The company’s co-founder and president, Christoph Lengauer (a Third Rock venture partner), tells me Celsius has a few things that give it an edge: a massive amount of animal and human data to work with, a machine-learning algorithm to make sense of that data, and a new technology to sequence single cells rather than whole genomes.
Our body has trillions of cells, each with genetic information stored inside. The sets of genes vary in different cell types, determining a cell’s function — and sometimes — the code behind disease. Homing in on single cells could help researchers better understand the individual cells and their interactions that cause disease, perhaps leading to better therapies down the road.
When comparing single cell sequencing with whole genome sequencing, Lenguaer used an analogy about making smoothies with fruit.

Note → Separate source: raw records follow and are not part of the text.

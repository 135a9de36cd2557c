use super::{ValuePurpose, ValueProperty, ValueStrategy};
use crate::domain::{FieldOption, ValueCategory};
use crate::error::{FormularError, Result};
use crate::form::field::FieldState;
use crate::form::field::FieldValue;
use crate::form::field::convert::{format_date, format_number, parse_bool, parse_date, parse_number};

pub fn default_value_strategies() -> Vec<ValueStrategy> {
    vec![
        ValueStrategy::for_category(
            "boolean",
            ValueCategory::Boolean,
            ValueProperty::Checked,
            get_boolean,
            set_boolean,
        ),
        ValueStrategy::for_category(
            "string",
            ValueCategory::String,
            ValueProperty::Value,
            get_string,
            set_string,
        ),
        ValueStrategy::for_category(
            "numeric",
            ValueCategory::Numeric,
            ValueProperty::Value,
            get_numeric,
            set_numeric,
        ),
        ValueStrategy::for_category(
            "date",
            ValueCategory::Date,
            ValueProperty::Value,
            get_date,
            set_date,
        ),
        ValueStrategy::for_category(
            "option",
            ValueCategory::Option,
            ValueProperty::SelectedOption,
            get_option,
            set_option,
        ),
    ]
}

fn get_boolean(field: &FieldState, _purpose: ValuePurpose) -> Option<FieldValue> {
    Some(FieldValue::Bool(field.value.as_bool().unwrap_or(false)))
}

fn set_boolean(field: &mut FieldState, value: FieldValue) -> Result<()> {
    let flag = match value {
        FieldValue::Bool(flag) => flag,
        FieldValue::Empty => false,
        FieldValue::Number(number) => number != 0.0,
        FieldValue::Text(text) => parse_bool(&text)
            .ok_or_else(|| FormularError::coercion(&field.id, format!("`{text}` is not a boolean")))?,
        other => {
            return Err(FormularError::coercion(
                &field.id,
                format!("`{other}` is not a boolean"),
            ));
        }
    };
    field.value = FieldValue::Bool(flag);
    Ok(())
}

fn get_string(field: &FieldState, _purpose: ValuePurpose) -> Option<FieldValue> {
    Some(match &field.value {
        FieldValue::Text(text) => FieldValue::Text(text.clone()),
        FieldValue::Empty => FieldValue::Text(String::new()),
        other => FieldValue::Text(other.to_string()),
    })
}

fn set_string(field: &mut FieldState, value: FieldValue) -> Result<()> {
    field.value = match value {
        FieldValue::Empty => FieldValue::Text(String::new()),
        FieldValue::Text(text) => FieldValue::Text(text),
        other => FieldValue::Text(other.to_string()),
    };
    Ok(())
}

fn get_numeric(field: &FieldState, purpose: ValuePurpose) -> Option<FieldValue> {
    match (&field.value, purpose) {
        (FieldValue::Number(number), ValuePurpose::Display) => {
            Some(FieldValue::Text(format_number(*number)))
        }
        (FieldValue::Number(number), _) => Some(FieldValue::Number(*number)),
        (_, ValuePurpose::Display) => Some(FieldValue::Text(String::new())),
        _ => Some(FieldValue::Empty),
    }
}

fn set_numeric(field: &mut FieldState, value: FieldValue) -> Result<()> {
    field.value = match value {
        FieldValue::Number(number) if number.is_finite() => FieldValue::Number(number),
        FieldValue::Empty => FieldValue::Empty,
        FieldValue::Text(text) if text.trim().is_empty() => FieldValue::Empty,
        FieldValue::Text(text) => parse_number(&text)
            .map(FieldValue::Number)
            .ok_or_else(|| FormularError::coercion(&field.id, format!("`{text}` is not a number")))?,
        other => {
            return Err(FormularError::coercion(
                &field.id,
                format!("`{other}` is not a number"),
            ));
        }
    };
    Ok(())
}

fn get_date(field: &FieldState, purpose: ValuePurpose) -> Option<FieldValue> {
    match (&field.value, purpose) {
        (FieldValue::Date(date), ValuePurpose::Display | ValuePurpose::Submission) => {
            Some(FieldValue::Text(format_date(*date)))
        }
        (FieldValue::Date(date), _) => Some(FieldValue::Date(*date)),
        _ => Some(FieldValue::Empty),
    }
}

fn set_date(field: &mut FieldState, value: FieldValue) -> Result<()> {
    field.value = match value {
        FieldValue::Date(date) => FieldValue::Date(date),
        FieldValue::Empty => FieldValue::Empty,
        FieldValue::Text(text) if text.trim().is_empty() => FieldValue::Empty,
        FieldValue::Text(text) => parse_date(&text).map(FieldValue::Date).ok_or_else(|| {
            FormularError::coercion(&field.id, format!("`{text}` is not a yyyy/mm/dd date"))
        })?,
        other => {
            return Err(FormularError::coercion(
                &field.id,
                format!("`{other}` is not a date"),
            ));
        }
    };
    Ok(())
}

fn get_option(field: &FieldState, purpose: ValuePurpose) -> Option<FieldValue> {
    let Some(option) = field.selected_option() else {
        return Some(FieldValue::Empty);
    };
    Some(match purpose {
        ValuePurpose::Display => FieldValue::Text(option.text.clone()),
        ValuePurpose::Submission => FieldValue::Text(option.value.clone()),
        ValuePurpose::Validation | ValuePurpose::All => FieldValue::Choice(option.id.clone()),
    })
}

fn set_option(field: &mut FieldState, value: FieldValue) -> Result<()> {
    let resolved = match &value {
        FieldValue::Empty => None,
        FieldValue::Text(key) if key.is_empty() => None,
        FieldValue::Choice(key) | FieldValue::Text(key) => Some(resolve_option(field, key)?),
        FieldValue::Number(number) => {
            let key = format_number(*number);
            Some(resolve_option(field, &key)?)
        }
        other => {
            return Err(FormularError::OptionNotFound {
                field: field.id.clone(),
                key: other.to_string(),
            });
        }
    };
    match resolved {
        Some((id, sequence_id)) => {
            field.value = FieldValue::Choice(id);
            field.selected_option_id = Some(sequence_id);
        }
        None => {
            field.value = FieldValue::Empty;
            field.selected_option_id = None;
        }
    }
    Ok(())
}

/// Looks the key up as an option id, then value, then sequence id.
fn resolve_option(field: &FieldState, key: &str) -> Result<(String, usize)> {
    let found: Option<&FieldOption> = field
        .option_by_id(key)
        .or_else(|| field.option_by_value(key))
        .or_else(|| {
            key.parse::<usize>()
                .ok()
                .and_then(|sequence_id| field.option_by_sequence_id(sequence_id))
        });
    found
        .map(|option| (option.id.clone(), option.sequence_id))
        .ok_or_else(|| FormularError::OptionNotFound {
            field: field.id.clone(),
            key: key.to_string(),
        })
}
#[cfg(test)]
mod tests {
    use std::cell::Cell;

    use anyhow::anyhow;

    use super::*;
    use crate::events::create_event;
    use crate::form::FieldValue;
    use crate::notify::BatchStrategy;
    use crate::time::{Clock, ManualClock};
    use crate::tracking::{MemoryProvider, Severity};

    type Log = Vec<String>;

    fn manager(clock: &ManualClock) -> NotificationManager<Log> {
        NotificationManager::new("field-1", clock.shared(), Tracker::new())
    }

    fn recorder(id: &str, tags: &[EventTag]) -> Notifier<Log> {
        let label = id.to_string();
        Notifier::new(id, create_event("f", id, tags, "test"), move |log: &mut Log, data| {
            let suffix = match data.latest() {
                Payload::Value(FieldValue::Text(text)) => text.clone(),
                Payload::Empty => "-".to_string(),
                other => format!("{other:?}"),
            };
            log.push(format!("{label}:{suffix}"));
            Ok(())
        })
    }

    fn text(value: &str) -> Payload {
        Payload::Value(FieldValue::Text(value.to_string()))
    }

    #[test]
    fn accept_is_idempotent_by_id() {
        let clock = ManualClock::new();
        let mut manager = manager(&clock);
        assert!(manager.accept(recorder("a", &[EventTag::OnChange])));
        assert!(!manager.accept(recorder("a", &[EventTag::OnBlur])));
        assert_eq!(manager.len(), 1);
        assert!(manager.accept(recorder("b", &[EventTag::OnChange])));
        assert_eq!(manager.len(), 2);
        assert_eq!(
            manager.get("a").unwrap().event().types(),
            &[EventTag::OnChange]
        );
    }

    #[test]
    fn notify_runs_matching_notifiers_in_registration_order() {
        let clock = ManualClock::new();
        let mut manager = manager(&clock);
        manager.accept(recorder("first", &[EventTag::OnChange]));
        manager.accept(recorder("blur", &[EventTag::OnBlur]));
        manager.accept(recorder("second", &[EventTag::OnChange, EventTag::OnBlur]));

        let mut log = Log::new();
        assert_eq!(manager.notify(&mut log, EventTag::OnChange, &text("x")), 2);
        assert_eq!(log, vec!["first:x", "second:x"]);
        assert_eq!(manager.notify(&mut log, EventTag::OnSubmit, &Payload::Empty), 0);
    }

    #[test]
    fn failing_notifier_does_not_stop_delivery() {
        let clock = ManualClock::new();
        let memory = Rc::new(MemoryProvider::default());
        let mut manager: NotificationManager<Log> = NotificationManager::new(
            "field-1",
            clock.shared(),
            Tracker::new().with_provider(memory.clone()),
        );
        manager.accept(Notifier::new(
            "broken",
            create_event("f", "broken", &[EventTag::OnChange], "test"),
            |_: &mut Log, _| Err(anyhow!("handler exploded")),
        ));
        manager.accept(recorder("ok", &[EventTag::OnChange]));

        let mut log = Log::new();
        assert_eq!(manager.notify(&mut log, EventTag::OnChange, &Payload::Empty), 1);
        assert_eq!(log, vec!["ok:-"]);
        assert!(memory.contains(Severity::Error, "handler exploded"));
    }

    #[test]
    fn debounce_delivers_last_payload_once() {
        let clock = ManualClock::new();
        let mut manager = manager(&clock);
        manager.accept(recorder("validate", &[EventTag::OnValidate]));
        let mut log = Log::new();

        manager.debounce_notify(EventTag::OnValidate, Duration::from_millis(500), text("e1"));
        clock.advance_ms(200);
        assert!(manager.debounce_notify(EventTag::OnValidate, Duration::from_millis(500), text("e2")));

        clock.advance_ms(499);
        assert_eq!(manager.poll(&mut log), 0);
        assert!(log.is_empty());
        clock.advance_ms(1);
        assert_eq!(manager.poll(&mut log), 1);
        assert_eq!(log, vec!["validate:e2"]);
        assert_eq!(manager.poll(&mut log), 0);
    }

    #[test]
    fn immediate_batch_groups_by_tag() {
        let clock = ManualClock::new();
        let mut manager = manager(&clock);
        manager.accept(recorder("change", &[EventTag::OnChange]));
        manager.accept(recorder("blur", &[EventTag::OnBlur]));
        let mut log = Log::new();

        let delivered = manager.batch_notify(
            &mut log,
            vec![
                QueuedNotification::new(EventTag::OnChange, text("1")),
                QueuedNotification::new(EventTag::OnBlur, text("2")),
                QueuedNotification::new(EventTag::OnChange, text("3")),
            ],
        );
        assert_eq!(delivered, 2);
        assert_eq!(log, vec!["change:3", "blur:2"]);
    }

    #[test]
    fn windowed_batch_waits_for_poll_or_flush() {
        let clock = ManualClock::new();
        let mut manager =
            manager(&clock).with_batch_config(BatchConfig::windowed(Duration::from_millis(50)));
        manager.accept(recorder("change", &[EventTag::OnChange]));
        let mut log = Log::new();

        manager.batch_notify(
            &mut log,
            vec![QueuedNotification::new(EventTag::OnChange, text("1"))],
        );
        assert!(log.is_empty());
        assert_eq!(manager.next_deadline(), Some(clock.now() + Duration::from_millis(50)));
        clock.advance_ms(50);
        assert_eq!(manager.poll(&mut log), 1);
        assert_eq!(log, vec!["change:1"]);

        manager.batch_notify(
            &mut log,
            vec![QueuedNotification::new(EventTag::OnChange, text("2"))],
        );
        assert_eq!(manager.flush_pending_notifications(&mut log), 1);
        assert_eq!(log, vec!["change:1", "change:2"]);
    }

    #[test]
    fn full_queue_flushes_early() {
        let clock = ManualClock::new();
        let config = BatchConfig {
            strategy: BatchStrategy::Windowed,
            window: Duration::from_secs(10),
            max_queue: 2,
        };
        let mut manager = manager(&clock).with_batch_config(config);
        manager.accept(recorder("change", &[EventTag::OnChange]));
        let mut log = Log::new();

        assert_eq!(
            manager.queue_notification(&mut log, QueuedNotification::new(EventTag::OnChange, text("1"))),
            0
        );
        assert_eq!(
            manager.queue_notification(&mut log, QueuedNotification::new(EventTag::OnChange, text("2"))),
            1
        );
        assert_eq!(manager.queued_len(), 0);
    }

    #[test]
    fn flush_pending_delivers_debounced_calls() {
        let clock = ManualClock::new();
        let mut manager = manager(&clock);
        manager.accept(recorder("validate", &[EventTag::OnValidate]));
        let mut log = Log::new();
        manager.debounce_notify(EventTag::OnValidate, Duration::from_secs(1), text("now"));

        assert_eq!(manager.flush_pending_notifications(&mut log), 1);
        assert_eq!(log, vec!["validate:now"]);
        assert!(!manager.is_debounce_pending(EventTag::OnValidate));
    }

    #[test]
    fn notify_triggers_observers_and_dispose_releases_them() {
        let clock = ManualClock::new();
        let mut manager = manager(&clock);
        manager.accept(recorder("change", &[EventTag::OnChange]));
        let renders = Rc::new(Cell::new(0));
        let counter = Rc::clone(&renders);
        let subscriber: Subscriber = Rc::new(move || counter.set(counter.get() + 1));
        manager.subscribe(&subscriber, false);
        let mut log = Log::new();

        manager.notify(&mut log, EventTag::OnChange, &Payload::Empty);
        assert_eq!(renders.get(), 1);

        manager.debounce_notify(EventTag::OnChange, Duration::from_millis(10), Payload::Empty);
        manager.dispose();
        manager.dispose();
        assert!(manager.is_disposed());
        clock.advance_ms(20);
        assert_eq!(manager.poll(&mut log), 0);
        manager.notify(&mut log, EventTag::OnChange, &Payload::Empty);
        assert_eq!(renders.get(), 1);
    }

    #[test]
    fn auto_tracker_audits_accepted_registrations() {
        let clock = ManualClock::new();
        let audited = Rc::new(Cell::new(0));
        let seen = Rc::clone(&audited);
        let mut auditor = NotificationManager::<()>::new("audit", clock.shared(), Tracker::new());
        auditor.accept(Notifier::new(
            "count",
            create_event("audit", "audit.count", &[EventTag::OnRegister], "audit"),
            move |_: &mut (), data| {
                if matches!(data, Payload::Event(_)) {
                    seen.set(seen.get() + 1);
                }
                Ok(())
            },
        ));
        let auto_tracker: AutoTracker = Rc::new(RefCell::new(auditor));
        let mut manager = manager(&clock).with_auto_tracker(Rc::clone(&auto_tracker));

        manager.accept(recorder("a", &[EventTag::OnChange]));
        manager.accept(recorder("a", &[EventTag::OnChange]));
        manager.accept(recorder("b", &[EventTag::OnBlur]));
        assert_eq!(audited.get(), 2);
    }
}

“If you put strawberries and kiwis in a blender, the color of your smoothie will be pink because it’s the dominant cell population,” Lengauer said. “Anything related to the kiwi would be lost. That’s whole genome sequencing. With this analogy, single cell sequencing would allow you to see the individual fruits in the smoothie. And if something was rotten, you could pinpoint the individual fruit that’s gone bad.”
Of course, we’re not talking of strawberries and kiwis, but of cells that are causing disease and the genes that trigger their malfunction. Celsius believes this tech could be the key to bring precision medicines to autoimmune diseases for the first time.
“Many diseases are driven by the combined dysfunction of several specific cell types, and the interactions between them,” said Regev, the MIT professor who co-founded Celsius, in a statement. “With traditional genomic sequencing, we cannot identify these individual contributions — we only see the average and can miss out key critical causes. But for the first time, with the approaches discovered by our team, where we combine massive datasets of unprecedented size and complexity with sophisticated machine learning algorithms, we are able to distinguish the specific cells, among many others, that play a key role in disease and identify the genes that are triggering their malfunction. We believe our approach will allow us to more efficiently identify specific targets for treating diseases in specific patients and ultimately develop medicines for those targets.”
Using this approach, the Broad Institute has uncovered “a handful” of targets in autoimmune conditions and cancer. Lengauer said Celsius hopes to reach proof of concept in the next five years, and the Series A should take them at least partway toward that goal.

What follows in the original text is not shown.